**TASK GOAL**
What is the number of lines below that contain the word "blockchain"? Give only that number.
Top of DATA
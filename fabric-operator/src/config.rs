//! Configuration for the operator
//!
//! CLI arguments and environment variable handling using clap. [`Args`] is
//! parsed once at startup and turned into an [`OperatorConfig`], which is what
//! the controllers and webhooks hold.

use clap::Parser;
use std::net::SocketAddr;
use std::path::PathBuf;
use std::time::Duration;

/// Namespace file mounted into every pod by the platform.
pub const NAMESPACE_FILE: &str = "/var/run/secrets/kubernetes.io/serviceaccount/namespace";

/// Fabric operator
#[derive(Parser, Debug, Clone)]
#[command(name = "fabric-operator")]
#[command(about = "Control plane for permissioned blockchain networks")]
pub struct Args {
    /// Pod name; the operator's own service-account principal derives from it
    #[arg(long, env = "OPERATOR_NAME")]
    pub operator_name: String,

    /// Prefix applied to canonical labels
    #[arg(long, env = "OPERATOR_LABEL_PREFIX", default_value = "fabric")]
    pub label_prefix: String,

    /// Chaincode package directory
    #[arg(long, env = "STORE", default_value = "/bestchains/chaincodes")]
    pub store: PathBuf,

    /// Operator namespace (read from the namespace file when unset)
    #[arg(long, env = "OPERATOR_NAMESPACE")]
    pub operator_namespace: Option<String>,

    /// Admission webhook listen address
    #[arg(long, env = "WEBHOOK_LISTEN", default_value = "0.0.0.0:9443")]
    pub webhook_listen: SocketAddr,

    /// Log level (trace, debug, info, warn, error)
    #[arg(long, env = "LOG_LEVEL", default_value = "info")]
    pub log_level: String,

    /// Log format (text or json)
    #[arg(long, env = "LOG_FORMAT", default_value = "text")]
    pub log_format: String,

    /// Interval between peer readiness polls
    #[arg(long, env = "PEER_POLL_INTERVAL_SECS", default_value = "5")]
    pub peer_poll_interval_secs: u64,

    /// Ceiling on peer readiness polling
    #[arg(long, env = "PEER_POLL_TIMEOUT_SECS", default_value = "50")]
    pub peer_poll_timeout_secs: u64,

    /// Attempts when writing a status
    #[arg(long, env = "STATUS_PATCH_RETRIES", default_value = "3")]
    pub status_patch_retries: u32,

    /// Concurrent reconcile workers per kind
    #[arg(long, env = "WORKERS_PER_KIND", default_value = "2")]
    pub workers_per_kind: usize,

    /// Enable development mode (in-memory object store and mock blockchain SDK)
    #[arg(long, env = "DEV_MODE", default_value = "false")]
    pub dev_mode: bool,
}

impl Args {
    /// Validate configuration
    pub fn validate(&self) -> Result<(), String> {
        if self.operator_name.trim().is_empty() {
            return Err("OPERATOR_NAME is required".to_string());
        }
        if self.label_prefix.is_empty() {
            return Err("OPERATOR_LABEL_PREFIX must not be empty".to_string());
        }
        if self.peer_poll_interval_secs == 0 || self.peer_poll_timeout_secs < self.peer_poll_interval_secs {
            return Err("peer poll timeout must be at least one poll interval".to_string());
        }
        if self.workers_per_kind == 0 {
            return Err("WORKERS_PER_KIND must be at least 1".to_string());
        }
        if !self.dev_mode {
            return Err("no cluster backend is available; DEV_MODE=true runs against the in-memory store".to_string());
        }
        Ok(())
    }

    /// Resolve the operator namespace: explicit setting first, then the
    /// platform namespace file.
    pub fn resolve_namespace(&self) -> anyhow::Result<String> {
        if let Some(ns) = &self.operator_namespace {
            return Ok(ns.clone());
        }
        let ns = std::fs::read_to_string(NAMESPACE_FILE)
            .map_err(|e| anyhow::anyhow!("reading {}: {}", NAMESPACE_FILE, e))?;
        Ok(ns.trim().to_string())
    }

    pub fn into_config(self) -> anyhow::Result<OperatorConfig> {
        self.validate().map_err(anyhow::Error::msg)?;
        let namespace = self.resolve_namespace()?;
        Ok(OperatorConfig {
            operator_name: self.operator_name,
            operator_namespace: namespace,
            label_prefix: self.label_prefix,
            store: self.store,
            webhook_listen: self.webhook_listen,
            peer_poll_interval: Duration::from_secs(self.peer_poll_interval_secs),
            peer_poll_timeout: Duration::from_secs(self.peer_poll_timeout_secs),
            status_patch_retries: self.status_patch_retries.max(1),
            workers_per_kind: self.workers_per_kind,
            lifecycle_retry_interval: Duration::from_secs(10),
            install_retries: 3,
            dev_mode: self.dev_mode,
        })
    }
}

/// Resolved runtime configuration.
#[derive(Debug, Clone)]
pub struct OperatorConfig {
    pub operator_name: String,
    pub operator_namespace: String,
    pub label_prefix: String,
    /// Chaincode package directory
    pub store: PathBuf,
    pub webhook_listen: SocketAddr,
    pub peer_poll_interval: Duration,
    pub peer_poll_timeout: Duration,
    pub status_patch_retries: u32,
    pub workers_per_kind: usize,
    /// Delay before a failed lifecycle stage is retried
    pub lifecycle_retry_interval: Duration,
    pub install_retries: u32,
    /// Run against the in-memory store and the mock SDK
    pub dev_mode: bool,
}

impl OperatorConfig {
    /// Principal the platform assigns to the operator's service account.
    pub fn service_account(&self) -> String {
        format!(
            "system:serviceaccount:{}:{}",
            self.operator_namespace, self.operator_name
        )
    }
}

impl Default for OperatorConfig {
    fn default() -> Self {
        Self {
            operator_name: "fabric-operator".to_string(),
            operator_namespace: "fabric-system".to_string(),
            label_prefix: "fabric".to_string(),
            store: PathBuf::from("/bestchains/chaincodes"),
            webhook_listen: SocketAddr::from(([0, 0, 0, 0], 9443)),
            peer_poll_interval: Duration::from_secs(5),
            peer_poll_timeout: Duration::from_secs(50),
            status_patch_retries: 3,
            workers_per_kind: 2,
            lifecycle_retry_interval: Duration::from_secs(10),
            install_retries: 3,
            dev_mode: true,
        }
    }
}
Bottom of DATA
**SOLUTION TO THE PROBLEM**
2